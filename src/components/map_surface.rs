//! The imperatively managed SVG surface behind the map component, and the
//! capability handle the owning component drives it with. The surface owns
//! all marker/highlight/transform state; owners only ever go through
//! [`MapHandle`].

use std::cell::RefCell;
use std::rc::Rc;

use wasm_bindgen::JsValue;
use web_sys::{Document, Element};

use crate::geo;
use crate::model::Launchpad;
use crate::state::geometry::feature_path;
use crate::state::markers::MarkerStyle;
use crate::state::{MarkerSet, Projection};
use crate::util::{clog, format_coord};

const SVG_NS: &str = "http://www.w3.org/2000/svg";

pub struct MapSurface {
    document: Document,
    svg: Element,
    /// Base geography group; drawn once at mount.
    map_group: Element,
    /// Marker group; rewritten on every real `draw_markers`.
    marker_group: Element,
    projection: Projection,
    markers: MarkerSet,
}

impl MapSurface {
    /// Build the surface under `container`: the svg root, one path per
    /// world feature and the (initially empty) marker group. A malformed
    /// feature is skipped; the rest of the map still renders.
    pub fn mount(
        document: &Document,
        container: &Element,
        width: f64,
        height: f64,
        projection: Projection,
    ) -> Result<Self, JsValue> {
        let svg = document.create_element_ns(Some(SVG_NS), "svg")?;
        svg.set_attribute("width", &format!("{width}"))?;
        svg.set_attribute("height", &format!("{height}"))?;
        container.append_child(&svg)?;

        let map_group = document.create_element_ns(Some(SVG_NS), "g")?;
        map_group.set_attribute("class", "topo")?;
        svg.append_child(&map_group)?;

        let mut skipped = 0usize;
        for feature in &geo::world().features {
            match feature_path(feature, &projection) {
                Some(d) => {
                    let path = document.create_element_ns(Some(SVG_NS), "path")?;
                    path.set_attribute("d", &d)?;
                    path.set_attribute("fill", "#22313f")?;
                    path.set_attribute("stroke", "#30363d")?;
                    path.set_attribute("opacity", "0.7")?;
                    map_group.append_child(&path)?;
                }
                None => skipped += 1,
            }
        }
        if skipped > 0 {
            clog(&format!("map: skipped {skipped} malformed features"));
        }

        let marker_group = document.create_element_ns(Some(SVG_NS), "g")?;
        marker_group.set_attribute("class", "launchpads")?;
        svg.append_child(&marker_group)?;

        Ok(Self {
            document: document.clone(),
            svg,
            map_group,
            marker_group,
            projection,
            markers: MarkerSet::default(),
        })
    }

    pub fn svg(&self) -> &Element {
        &self.svg
    }

    /// Replace all markers with one circle per entry. Empty input leaves
    /// the current markers untouched. Entries with non-finite coordinates
    /// are skipped individually.
    pub fn draw_markers(&mut self, pads: &[Launchpad]) {
        if !self.markers.replace(pads) {
            return;
        }
        self.marker_group.set_inner_html("");
        for pad in self.markers.entries() {
            if let Err(err) = self.append_marker(pad) {
                clog(&format!("map: marker {} failed: {err:?}", pad.id));
            }
        }
    }

    fn append_marker(&self, pad: &Launchpad) -> Result<(), JsValue> {
        let Some((x, y)) = self.projection.project(pad.longitude, pad.latitude) else {
            clog(&format!("map: skipping marker {} with invalid coordinates", pad.id));
            return Ok(());
        };
        let circle = self.document.create_element_ns(Some(SVG_NS), "circle")?;
        circle.set_attribute("class", "launchpad-point")?;
        circle.set_attribute("data-id", &pad.id)?;
        circle.set_attribute("cx", &format!("{x:.2}"))?;
        circle.set_attribute("cy", &format!("{y:.2}"))?;
        apply_style(&circle, self.markers.style_of(&pad.id))?;

        let title = self.document.create_element_ns(Some(SVG_NS), "title")?;
        title.set_text_content(Some(&format!(
            "{} ({})",
            pad.name,
            format_coord(pad.latitude, pad.longitude)
        )));
        circle.append_child(&title)?;
        self.marker_group.append_child(&circle)?;
        Ok(())
    }

    /// Reset every marker to the default style, then emphasize the match.
    pub fn highlight(&mut self, id: &str) {
        self.markers.highlight(id);
        self.sync_styles();
    }

    /// Restore every marker to the default style, unconditionally.
    pub fn reset_highlight(&mut self) {
        self.markers.reset_highlight();
        self.sync_styles();
    }

    fn sync_styles(&self) {
        let circles = self.marker_group.children();
        for i in 0..circles.length() {
            let Some(circle) = circles.item(i) else { continue };
            let id = circle.get_attribute("data-id").unwrap_or_default();
            let _ = apply_style(&circle, self.markers.style_of(&id));
        }
    }

    /// Apply the same pan/zoom transform to geography and markers, so both
    /// move together without reprojection.
    pub fn apply_transform(&self, attr: &str) {
        let _ = self.map_group.set_attribute("transform", attr);
        let _ = self.marker_group.set_attribute("transform", attr);
    }

    /// Tear the surface out of the page on unmount.
    pub fn unmount(&self) {
        if let Some(parent) = self.svg.parent_node() {
            let _ = parent.remove_child(&self.svg);
        }
    }
}

fn apply_style(circle: &Element, style: MarkerStyle) -> Result<(), JsValue> {
    circle.set_attribute("r", &format!("{}", style.radius))?;
    circle.set_attribute("fill", style.fill)?;
    circle.set_attribute("opacity", &format!("{}", style.opacity))?;
    Ok(())
}

/// Capability bundle handed to the owning component once the surface is up.
/// Every operation is a silent no-op before readiness (and again after
/// teardown); callers re-issue once readiness is observed. Clones share the
/// same surface.
#[derive(Clone)]
pub struct MapHandle {
    surface: Rc<RefCell<Option<MapSurface>>>,
}

impl MapHandle {
    pub(crate) fn new(surface: Rc<RefCell<Option<MapSurface>>>) -> Self {
        Self { surface }
    }

    /// Replace all markers with one per entry; empty input is ignored.
    pub fn draw_markers(&self, pads: &[Launchpad]) {
        if let Some(surface) = self.surface.borrow_mut().as_mut() {
            surface.draw_markers(pads);
        }
    }

    /// Reset every marker, then emphasize the one with `id` (if present).
    pub fn highlight(&self, id: &str) {
        if let Some(surface) = self.surface.borrow_mut().as_mut() {
            surface.highlight(id);
        }
    }

    /// Restore every marker to the default style.
    pub fn reset_highlight(&self) {
        if let Some(surface) = self.surface.borrow_mut().as_mut() {
            surface.reset_highlight();
        }
    }
}

impl PartialEq for MapHandle {
    // Handles are equal when they drive the same surface.
    fn eq(&self, other: &Self) -> bool {
        Rc::ptr_eq(&self.surface, &other.surface)
    }
}
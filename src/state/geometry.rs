//! Path construction for the static country/region geometry.

use crate::model::GeoFeature;
use crate::state::projection::Projection;

/// SVG path data for one feature, or `None` when the geometry is malformed
/// (any non-finite coordinate rejects the whole feature, never the map).
pub fn feature_path(feature: &GeoFeature, projection: &Projection) -> Option<String> {
    let mut d = String::new();
    for ring in feature.rings() {
        for (i, [lon, lat]) in ring.iter().enumerate() {
            let (x, y) = projection.project(*lon, *lat)?;
            let op = if i == 0 { 'M' } else { 'L' };
            d.push_str(&format!("{op}{x:.2},{y:.2}"));
        }
        if !ring.is_empty() {
            d.push('Z');
        }
    }
    if d.is_empty() { None } else { Some(d) }
}
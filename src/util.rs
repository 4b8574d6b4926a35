// Small helpers shared across components.

use wasm_bindgen::JsValue;

pub fn clog(msg: &str) {
    web_sys::console::log_1(&JsValue::from_str(msg));
}

/// Human-readable coordinate pair for marker tooltips, e.g. "28.61°, -80.60°".
pub fn format_coord(latitude: f64, longitude: f64) -> String {
    format!("{:.2}°, {:.2}°", latitude, longitude)
}
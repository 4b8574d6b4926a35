//! Interactive world map: a declarative shell around an imperatively
//! managed SVG surface. The surface is built once on mount; afterwards the
//! owning component drives markers exclusively through the [`MapHandle`]
//! emitted via `on_ready`.

use wasm_bindgen::JsCast;
use wasm_bindgen::closure::Closure;
use web_sys::{Element, MouseEvent, WheelEvent};
use yew::prelude::*;

use super::legend::LegendPanel;
use super::map_controls::MapControls;
use super::map_surface::{MapHandle, MapSurface};
use crate::model::Launchpad;
use crate::state::{Projection, Viewport};
use crate::util::clog;

const WIDTH: f64 = 1000.0;
const HEIGHT: f64 = 600.0;
const PROJECTION_SCALE: f64 = 80.0;
const PROJECTION_CENTER: (f64, f64) = (0.0, 20.0);

#[derive(Properties, PartialEq, Clone)]
pub struct MapViewProps {
    /// Latest launchpad sequence; re-supplying a changed sequence redraws.
    pub launchpads: Vec<Launchpad>,
    /// Fired exactly once per mount, when the surface is ready.
    pub on_ready: Callback<MapHandle>,
}

#[function_component(MapView)]
pub fn map_view(props: &MapViewProps) -> Html {
    let container_ref = use_node_ref();
    let surface = use_mut_ref(|| None::<MapSurface>);
    let viewport = use_mut_ref(Viewport::default);

    // Reactive redraw when the launchpad sequence changes. Before readiness
    // this is a silent no-op; the owner re-issues once ready.
    {
        let surface = surface.clone();
        use_effect_with(props.launchpads.clone(), move |pads: &Vec<Launchpad>| {
            MapHandle::new(surface).draw_markers(pads);
            || ()
        });
    }

    // Mount: build the surface, attach gesture listeners, emit readiness.
    {
        let container_ref = container_ref.clone();
        let surface_setup = surface.clone();
        let viewport = viewport.clone();
        let on_ready = props.on_ready.clone();
        let initial_pads = props.launchpads.clone();
        use_effect_with((), move |_| {
            let window = web_sys::window().expect("window");
            let document = window.document().expect("document");
            let container: Element = container_ref.cast::<Element>().expect("map container");

            let projection = Projection::new(
                PROJECTION_SCALE,
                PROJECTION_CENTER,
                (WIDTH / 2.0, HEIGHT / 2.0),
            );
            let built = MapSurface::mount(&document, &container, WIDTH, HEIGHT, projection)
                .expect("map surface");
            let svg = built.svg().clone();
            *surface_setup.borrow_mut() = Some(built);

            // Wheel: zoom anchored at the cursor.
            let wheel_cb = {
                let viewport = viewport.clone();
                let surface = surface_setup.clone();
                Closure::wrap(Box::new(move |e: WheelEvent| {
                    e.prevent_default();
                    let mut vp = viewport.borrow_mut();
                    let factor = (-e.delta_y() * 0.001).exp();
                    vp.zoom_about(e.offset_x() as f64, e.offset_y() as f64, factor);
                    let attr = vp.transform_attr();
                    drop(vp);
                    if let Some(s) = &*surface.borrow() {
                        s.apply_transform(&attr);
                    }
                }) as Box<dyn FnMut(_)>)
            };
            svg.add_event_listener_with_callback("wheel", wheel_cb.as_ref().unchecked_ref())
                .expect("wheel listener");

            // Drag: pan.
            let mousedown_cb = {
                let viewport = viewport.clone();
                Closure::wrap(Box::new(move |e: MouseEvent| {
                    if e.button() == 0 {
                        e.prevent_default();
                        viewport
                            .borrow_mut()
                            .begin_pan(e.client_x() as f64, e.client_y() as f64);
                    }
                }) as Box<dyn FnMut(_)>)
            };
            svg.add_event_listener_with_callback("mousedown", mousedown_cb.as_ref().unchecked_ref())
                .expect("mousedown listener");

            let mousemove_cb = {
                let viewport = viewport.clone();
                let surface = surface_setup.clone();
                Closure::wrap(Box::new(move |e: MouseEvent| {
                    let mut vp = viewport.borrow_mut();
                    if !vp.panning {
                        return;
                    }
                    vp.pan_to(e.client_x() as f64, e.client_y() as f64);
                    let attr = vp.transform_attr();
                    drop(vp);
                    if let Some(s) = &*surface.borrow() {
                        s.apply_transform(&attr);
                    }
                }) as Box<dyn FnMut(_)>)
            };
            svg.add_event_listener_with_callback("mousemove", mousemove_cb.as_ref().unchecked_ref())
                .expect("mousemove listener");

            // Mouse up anywhere ends the drag, even off the svg.
            let mouseup_cb = {
                let viewport = viewport.clone();
                Closure::wrap(Box::new(move |_e: MouseEvent| {
                    viewport.borrow_mut().end_pan();
                }) as Box<dyn FnMut(_)>)
            };
            window
                .add_event_listener_with_callback("mouseup", mouseup_cb.as_ref().unchecked_ref())
                .expect("mouseup listener");

            // Readiness: hand the capability bundle to the owner, exactly
            // once per mount. Data already on the props draws immediately.
            let handle = MapHandle::new(surface_setup.clone());
            if !initial_pads.is_empty() {
                handle.draw_markers(&initial_pads);
            }
            clog("map: surface ready");
            on_ready.emit(handle);

            let window_cleanup = window.clone();
            move || {
                let _ = svg.remove_event_listener_with_callback(
                    "wheel",
                    wheel_cb.as_ref().unchecked_ref(),
                );
                let _ = svg.remove_event_listener_with_callback(
                    "mousedown",
                    mousedown_cb.as_ref().unchecked_ref(),
                );
                let _ = svg.remove_event_listener_with_callback(
                    "mousemove",
                    mousemove_cb.as_ref().unchecked_ref(),
                );
                let _ = window_cleanup.remove_event_listener_with_callback(
                    "mouseup",
                    mouseup_cb.as_ref().unchecked_ref(),
                );
                if let Some(s) = surface_setup.borrow_mut().take() {
                    s.unmount();
                }
                let _keep_alive = (&wheel_cb, &mousedown_cb, &mousemove_cb, &mouseup_cb);
            }
        });
    }

    // On-screen controls drive the same viewport as the gestures.
    let zoom_step = |factor: f64| {
        let viewport = viewport.clone();
        let surface = surface.clone();
        Callback::from(move |_| {
            let mut vp = viewport.borrow_mut();
            vp.zoom_about(WIDTH / 2.0, HEIGHT / 2.0, factor);
            let attr = vp.transform_attr();
            drop(vp);
            if let Some(s) = &*surface.borrow() {
                s.apply_transform(&attr);
            }
        })
    };
    let reset_view = {
        let viewport = viewport.clone();
        let surface = surface.clone();
        Callback::from(move |_| {
            let mut vp = viewport.borrow_mut();
            vp.reset();
            let attr = vp.transform_attr();
            drop(vp);
            if let Some(s) = &*surface.borrow() {
                s.apply_transform(&attr);
            }
        })
    };

    html! {
        <div style={format!("position:relative; width:{WIDTH}px; height:{HEIGHT}px;")}>
            <div ref={container_ref}
                style="width:100%; height:100%; background:#0e1116; border:1px solid #30363d; border-radius:8px; overflow:hidden;">
            </div>
            <MapControls
                on_zoom_in={zoom_step(1.25)}
                on_zoom_out={zoom_step(0.8)}
                on_reset={reset_view} />
            <LegendPanel />
        </div>
    }
}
━━━━━━━━
Work order
Report every line of the preceding listing where the string "silent" occurs.

Exercise result
/// Every operation is a silent no-op before readiness (and again after
    // this is a silent no-op; the owner re-issues once ready.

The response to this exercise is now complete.